Investigations on surrogate fuels for high-octane oxygenated gasolines

• Published in: Fuel (Guildford) Vol. 90; no. 2; pp. 640 - 646
• Main Authors: Machado, Guilherme B., Barros, José E.M., Braga, Sérgio L., Braga, Carlos Valois M., de Oliveira, Edimilson J., da Silva, Antonio H.M. da F.T., Carvalho, Leonardo de O.
• Format: Journal Article
• Language: English
• Published: Kidlington Elsevier Ltd 01.02.2011; Elsevier
• Subjects: Applied sciences; Charge; Constituents; Devices; Energy; Energy.
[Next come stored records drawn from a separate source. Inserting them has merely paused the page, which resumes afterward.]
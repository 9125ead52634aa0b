// src/generators/mod.rs
//! Password generation: weighted word composition, random character
//! composition and strength scoring.

pub mod random;
pub mod sampler;
pub mod words;
pub mod characters;
pub mod strength;
mod password;

pub use password::PasswordGenerator;
pub use random::{RandomSource, RngSource};
pub use strength::{score, StrengthReport};
pub use words::ComposerSettings;

use crate::models::{CharacterRequest, WeightedOption, WordRequest};

/// Word-mode batch as newline-joined text, drawn from OS entropy.
pub fn compose_word_batch(options: &[WeightedOption], num_parts: usize, substitute: bool, count: usize) -> String {
    let request = WordRequest {
        options: options.to_vec(),
        num_parts,
        substitute_chars: substitute,
        count,
    };
    PasswordGenerator::new().compose_word_batch(&request).to_string()
}

/// Character-mode batch as newline-joined text, drawn from OS entropy.
pub fn compose_character_batch(
    use_segments: bool,
    segment_count: usize,
    length: usize,
    include_numbers: bool,
    include_symbols: bool,
    include_uppercase: bool,
    count: usize,
) -> String {
    let request = CharacterRequest {
        use_segments,
        segment_count,
        length,
        include_numbers,
        include_symbols,
        include_uppercase,
        count,
    };
    PasswordGenerator::new().compose_character_batch(&request).to_string()
}

/// Removes one weighted pick from `pool`.
pub fn sample_weighted(pool: &mut Vec<WeightedOption>) -> Option<WeightedOption> {
    PasswordGenerator::new().sample_weighted(pool)
}

#[cfg(test)]
mod tests {
    use super::*;

    #[test]
    fn empty_word_batch_is_blank_lines() {
        assert_eq!(compose_word_batch(&[], 2, true, 3), "\n\n");
    }

    #[test]
    fn character_batch_lines_match_count() {
        let batch = compose_character_batch(true, 3, 12, true, true, true, 5);
        let lines: Vec<&str> = batch.split('\n').collect();
        assert_eq!(lines.len(), 5);
        assert!(lines.iter().all(|l| l.chars().count() == 17));
    }

    #[test]
    fn sample_weighted_shrinks_pool() {
        let mut pool = vec![WeightedOption::new("a", 1.0), WeightedOption::new("b", 1.0)];
        let first = sample_weighted(&mut pool).unwrap();
        let second = sample_weighted(&mut pool).unwrap();
        assert_ne!(first.text, second.text);
        assert!(sample_weighted(&mut pool).is_none());
    }
}
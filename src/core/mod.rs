// src/core/mod.rs
pub mod config;

pub use config::Config;
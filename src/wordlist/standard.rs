// src/wordlist/standard.rs
use std::sync::OnceLock;

use crate::models::WeightedOption;

static STANDARD_OPTIONS_JSON: &str = include_str!("standard_options.json");

static STANDARD_OPTIONS: OnceLock<Vec<WeightedOption>> = OnceLock::new();

/// The built-in dictionary.
pub fn standard_options() -> &'static [WeightedOption] {
    STANDARD_OPTIONS.get_or_init(|| match serde_json::from_str(STANDARD_OPTIONS_JSON) {
        Ok(options) => options,
        Err(e) => {
            log::error!("Built-in word list is malformed: {}", e);
            Vec::new()
        }
    })
}

/// Concatenates the built-in list and the custom list, in that order.
pub fn merge_sources(use_default: bool, use_custom: bool, custom: &[WeightedOption]) -> Vec<WeightedOption> {
    let mut options = Vec::new();
    if use_default {
        options.extend_from_slice(standard_options());
    }
    if use_custom {
        options.extend_from_slice(custom);
    }
    options
}
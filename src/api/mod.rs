// src/api/mod.rs
use actix_web::{web, App, HttpServer};
use actix_cors::Cors;
use utoipa::OpenApi;
use utoipa_swagger_ui::SwaggerUi;

use crate::core::Config;

// This will hold our API documentation
#[derive(OpenApi)]
#[openapi(
    paths(
        // Generator endpoints
        crate::api::handlers::generator::standard_options,
        crate::api::handlers::generator::generate_password,
        crate::api::handlers::generator::generate_advanced_password,
        crate::api::handlers::generator::analyze_password
    ),
    components(
        schemas(
            crate::models::WeightedOption,
            crate::models::StrengthLabel,
            crate::generators::StrengthReport,
            crate::api::types::StandardOptionsResponse,
            crate::api::types::WordGenerationRequest,
            crate::api::types::CharacterGenerationRequest,
            crate::api::types::PasswordGenerationResponse,
            crate::api::types::PasswordAnalysisResponse
        )
    ),
    tags(
        (name = "Generator", description = "Password generation endpoints")
    ),
    info(
        title = "GenPass API",
        version = "0.1.0",
        description = "Memorable word-based and random character password generation",
        license(name = "MIT")
    )
)]
struct ApiDoc;

pub async fn start_server(config: Config) -> std::io::Result<()> {
    log::info!(
        "Starting GenPass API server on {}:{}",
        config.web_address,
        config.web_port
    );

    let bind_address = (config.web_address.clone(), config.web_port);
    let config_data = web::Data::new(config);

    HttpServer::new(move || {
        // Configure CORS
        let cors = Cors::default()
            .allow_any_origin()
            .allowed_methods(vec!["GET", "POST"])
            .allowed_headers(vec!["Content-Type", "Accept", "X-Requested-With"])
            .max_age(3600);

        App::new()
            .wrap(cors)
            .app_data(config_data.clone())
            // Add Swagger UI
            .service(
                SwaggerUi::new("/swagger-ui/{_:.*}")
                    .url("/api-docs/openapi.json", ApiDoc::openapi())
            )
            .configure(routes::configure_routes)
    })
    .bind(bind_address)?
    .run()
    .await
}

pub mod types;
pub mod routes;
pub mod handlers;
Thermal use of fuels; Engine test; Engines; Engines and turbines; Equipments for energy generation and conversion: thermal, electrical, mechanical energy, etc; Ethanol; Ethyl alcohol; Exact sciences and technology; Fuels; Gasoline; Oxygenated; Surrogate fuel; CFD; HCCI; Ethanol; PRF; Engine test; ICE; CFR; SFC; Surrogate fuel; PROÁLCOOL; ANOVA; ECU; SI; Gasoline; FC; WOT; MBT; AKI; Octane; Costs; Homogeneous charge compression ignition; Hydrocarbon; Computer simulation; Toluene; Gasoline engine; Combustion; Spark ignition engine; Experimental study; Isooctane; Heptane; Modeling; Optimization; Kinetic model; Internal combustion engine; Kinetics; Performance
• ISSN: 0016-2361; 1873-7153
• DOI: 10.1016/j.fuel.2010.10.024

Gasoline is a complex mixture that possesses a quasi-continuous spectrum of hydrocarbon constituents. Surrogate fuels that decrease the chemical and/or physical complexity of gasoline are used to enhance the understanding of fundamental processes involved in internal combustion engines (ICEs). Computational tools are largely used in ICE development and in performance optimization; however, it is not possible to model full gasoline in kinetic studies because the interactions among the chemical constituents are not fully understood and the kinetics of all gasoline components are not known. Modeling full gasoline with computer simulations is also cost prohibitive. Thus, surrogate mixtures are studied to produce improved models that represent fuel combustion in practical devices such as homogeneous charge compression ignition (HCCI) and spark ignition (SI) engines. Simplified mixtures that represent gasoline performance in commercial engines can be used in investigations on the behavior of fuel components, as well as in fuel development studies. In this study, experimental design was used to investigate surrogate fuels. To this end, SI engine dynamometer tests were conducted, and the performance of a high-octane, oxygenated gasoline was reproduced. This study revealed that mixtures of iso-octane, toluene, n-heptane and ethanol could be used as surrogate fuels for oxygenated gasolines. These mixtures can be used to investigate the effect of individual components on fuel properties and commercial engines performance.